Ces imbéciles sur maboul s’imaginent que rien n’a d’égal qu’être publié là-bas. 😆
Au royaume des chemtrails, desRouvre 911; des posophes, des crop circles, des pranaphobes qui ne font plus caca, du générateurs à patates, des reptiliens, and so on, and so on, d’aucuns pensent qu’il est plutôt sain d’esprit d’éviter d’être publié sur Avox.

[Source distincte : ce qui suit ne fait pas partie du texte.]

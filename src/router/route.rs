use std::fmt;

/// Top-level path of the listing page.
pub const SHIPS_PATH: &str = "/ships";

/// Page selected by a path.
#[derive(Debug, Clone, PartialEq, Eq, Hash)]
pub enum Route {
    Main,
    List,
    Detail(String),
    /// Holds the normalized path that failed to match.
    NotFound(String),
}

/// Normalize a raw path.
///
/// - query string and fragment are dropped
/// - a missing leading slash is added
/// - `.` and `..` segments are resolved, as a browser resolves a URL
/// - one trailing slash is dropped (except for `/` itself)
/// - surrounding whitespace is ignored
pub fn normalize_path(raw: &str) -> String {
    let path = raw.trim();
    let path = path.split(['?', '#']).next().unwrap_or("");
    let path = path.strip_prefix('/').unwrap_or(path);

    let mut segments: Vec<&str> = Vec::new();
    let mut ends_in_dir = false;
    for segment in path.split('/') {
        match segment {
            "." => ends_in_dir = true,
            ".." => {
                segments.pop();
                ends_in_dir = true;
            }
            _ => {
                segments.push(segment);
                ends_in_dir = false;
            }
        }
    }
    if ends_in_dir {
        segments.push("");
    }

    let mut normalized = format!("/{}", segments.join("/"));
    if normalized.len() > 1 && normalized.ends_with('/') {
        normalized.pop();
    }
    normalized
}

impl Route {
    /// Match a path against the route table.
    pub fn parse(raw: &str) -> Self {
        let path = normalize_path(raw);
        if path == "/" {
            return Route::Main;
        }

        let segments: Vec<&str> = path[1..].split('/').collect();
        match segments.as_slice() {
            ["ships"] => Route::List,
            ["ships", id] if !id.is_empty() => Route::Detail((*id).to_string()),
            _ => Route::NotFound(path),
        }
    }

    /// Canonical path for this route.
    pub fn path(&self) -> String {
        match self {
            Route::Main => "/".to_string(),
            Route::List => SHIPS_PATH.to_string(),
            Route::Detail(id) => format!("{}/{}", SHIPS_PATH, id),
            Route::NotFound(path) => path.clone(),
        }
    }

    /// Route for one starship's detail page.
    pub fn ship(id: impl Into<String>) -> Self {
        Route::Detail(id.into())
    }

    pub fn is_not_found(&self) -> bool {
        matches!(self, Route::NotFound(_))
    }
}

impl fmt::Display for Route {
    fn fmt(&self, f: &mut fmt::Formatter<'_>) -> fmt::Result {
        f.write_str(&self.path())
    }
}

impl From<&str> for Route {
    fn from(path: &str) -> Self {
        Route::parse(path)
    }
}

#[cfg(test)]
mod tests {
    use super::*;

    #[test]
    fn test_normalize_path() {
        assert_eq!(normalize_path(""), "/");
        assert_eq!(normalize_path("/"), "/");
        assert_eq!(normalize_path("ships"), "/ships");
        assert_eq!(normalize_path("/ships/"), "/ships");
        assert_eq!(normalize_path("/ships//"), "/ships/");
        assert_eq!(normalize_path(" /ships/9?x=1#top "), "/ships/9");
    }

    #[test]
    fn test_normalize_resolves_dot_segments() {
        assert_eq!(normalize_path("/ships/."), "/ships");
        assert_eq!(normalize_path("/ships/./9"), "/ships/9");
        assert_eq!(normalize_path("/ships/.."), "/");
        assert_eq!(normalize_path("/ships/../.."), "/");
        assert_eq!(normalize_path("/bogus/../ships/9"), "/ships/9");
        assert_eq!(normalize_path("/ships/9/.."), "/ships");
        // only whole segments are dots
        assert_eq!(normalize_path("/ships/..9"), "/ships/..9");
    }

    #[test]
    fn test_dot_segments_never_reach_detail() {
        assert_eq!(Route::parse("/ships/."), Route::List);
        assert_eq!(Route::parse("/ships/.."), Route::Main);
        assert_eq!(Route::parse("/ships/9/./"), Route::Detail("9".into()));
    }

    #[test]
    fn test_parse_table() {
        assert_eq!(Route::parse("/"), Route::Main);
        assert_eq!(Route::parse(""), Route::Main);
        assert_eq!(Route::parse("/ships"), Route::List);
        assert_eq!(Route::parse("/ships/"), Route::List);
        assert_eq!(Route::parse("/ships/9"), Route::Detail("9".into()));
        assert_eq!(Route::parse("/ships/9/"), Route::Detail("9".into()));
        assert_eq!(Route::parse("/ships/abc"), Route::Detail("abc".into()));
    }

    #[test]
    fn test_parse_not_found() {
        assert_eq!(Route::parse("/bogus"), Route::NotFound("/bogus".into()));
        assert_eq!(Route::parse("/ships/9/pilots"), Route::NotFound("/ships/9/pilots".into()));
        assert_eq!(Route::parse("/ships//"), Route::NotFound("/ships/".into()));
        assert_eq!(Route::parse("/Ships"), Route::NotFound("/Ships".into()));
        assert!(Route::parse("/starships").is_not_found());
    }

    #[test]
    fn test_path_round_trips() {
        for path in ["/", "/ships", "/ships/12", "/nowhere"] {
            assert_eq!(Route::parse(path).path(), path);
        }
        assert_eq!(Route::ship("3").to_string(), "/ships/3");
    }
}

Tu vireras ça d’ici Furtif, je veux juste dire que fermer le jardin de la veille pourquoi pas; mais laisser fermé celui du jour c’est toi qui vois !
😆 8)
Chapeau bas !
Si en lisant Nabum , Fergus ou Rosemar n’ont pas une crise d’urticaire, c’est qu’ils sont indécrottables ( mais nous le savions déjà …)
Chez Sisyphe il y a un peu de talent : quelques jolies lignes à faire pâmer Ranta sur le foot …
Mais quelle tête de con !
Salut et merci,
Le Truqueur d’Orléans, Péronnelle des Calanques et Pécuchet du 2-2 ne risquent pas de me lire !

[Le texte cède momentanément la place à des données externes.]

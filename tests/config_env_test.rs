//! Environment and command-line layering for `AppConfig`.
//!
//! These tests touch process-wide environment variables, so they run serially.

use std::path::PathBuf;
use std::time::Duration;

use serial_test::serial;
use starships::cli::{parse_args, CliCommand};
use starships::config::{AppConfig, ConfigError, ENV_API_BASE, ENV_LOG_FILE, ENV_LOG_LEVEL, ENV_TIMEOUT};
use starships::traits::DiagnosticLevel;

fn clear_env() {
    for var in [ENV_API_BASE, ENV_LOG_LEVEL, ENV_LOG_FILE, ENV_TIMEOUT] {
        std::env::remove_var(var);
    }
}

fn run_args(line: &[&str]) -> starships::cli::RunArgs {
    let args = std::iter::once("starships").chain(line.iter().copied()).map(String::from);
    match parse_args(args).unwrap() {
        CliCommand::Run(args) => args,
        other => panic!("expected run command, got {:?}", other),
    }
}

#[test]
#[serial]
fn test_from_env_reads_variables() {
    clear_env();
    std::env::set_var(ENV_API_BASE, "http://localhost:8000/api/");
    std::env::set_var(ENV_LOG_LEVEL, "WARN");
    std::env::set_var(ENV_TIMEOUT, "3");

    let config = AppConfig::from_env().unwrap();
    assert_eq!(config.api_base, "http://localhost:8000/api");
    assert_eq!(config.log_level, DiagnosticLevel::Warn);
    assert_eq!(config.timeout, Some(Duration::from_secs(3)));
    clear_env();
}

#[test]
#[serial]
fn test_flags_override_env() {
    clear_env();
    std::env::set_var(ENV_API_BASE, "http://env.example/api");
    std::env::set_var(ENV_LOG_FILE, "/tmp/from-env.log");

    let args = run_args(&["--api-base=http://flag.example/api", "--log-file", "/tmp/flag.log", "/ships/9/"]);
    let config = AppConfig::from_env().unwrap().apply_args(&args).unwrap();

    assert_eq!(config.api_base, "http://flag.example/api");
    assert_eq!(config.log_file, Some(PathBuf::from("/tmp/flag.log")));
    assert_eq!(config.initial_path, "/ships/9");
    clear_env();
}

#[test]
#[serial]
fn test_bad_env_value_is_reported() {
    clear_env();
    std::env::set_var(ENV_TIMEOUT, "soon");

    let err = AppConfig::from_env().unwrap_err();
    assert!(matches!(err, ConfigError::InvalidTimeout { .. }));
    assert!(err.to_string().contains(ENV_TIMEOUT));
    clear_env();
}
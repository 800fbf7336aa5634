//! Landing page. No data dependency.

use ratatui::{
    layout::Rect,
    style::Style,
    text::{Line, Span},
    widgets::{Block, Padding, Paragraph, Wrap},
    Frame,
};

use super::heading;
use crate::ui::theme::{COLOR_DIM, COLOR_LINK};

pub fn render(frame: &mut Frame, area: Rect) {
    let lines = vec![
        heading("Star Wars Starships"),
        Line::from(""),
        Line::from("Browse the starships of a galaxy far, far away."),
        Line::from(""),
        Line::from(vec![
            Span::raw("Press "),
            Span::styled("s", Style::default().fg(COLOR_LINK)),
            Span::raw(" to see every ship, or "),
            Span::styled("g", Style::default().fg(COLOR_LINK)),
            Span::raw(" to type a path such as /ships/9."),
        ]),
        Line::from(""),
        Line::from(Span::styled(
            "Data from the Star Wars API.",
            Style::default().fg(COLOR_DIM),
        )),
    ];

    let paragraph = Paragraph::new(lines)
        .block(Block::default().padding(Padding::horizontal(1)))
        .wrap(Wrap { trim: false });
    frame.render_widget(paragraph, area);
}

#[cfg(test)]
mod tests {
    use super::*;
    use crate::ui::test_support::draw_text;

    #[test]
    fn test_render_main() {
        let text = draw_text(80, 10, |frame, area| render(frame, area));
        assert!(text.contains("Star Wars Starships"));
        assert!(!text.contains("Loading"));
    }
}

Ils sont convaincus que tout ce qui se publie d’intéressant l’est sur MaboulVox.
Ça me fait penser aux adeptes d’une secte qui trouvent toutes les vérités dans les grimoires de leur officine…
Bonsoir et merci pour cette histoire de crépière,
J’ignorais que Rembrandt achetait tant d’oeuvres gravées et de toiles. Cette histoire vaut son pesant de blé noir avec les artistes indiens et hollandais qui se copient mutuellement. A cette époque et pendant des siècles encore, le croquis à la plume ou au crayon réalisé sur le vif ou avec des modèles était la source des tableaux. J’avais eu la chance de découvrir les dessins de Rembrandt exposés au Louvre.
Bonjour,
Décès de Marceline Loridan-Ivens, compagne de Simone Veil en déportation, réalisatrice, écrivain à 90 ans.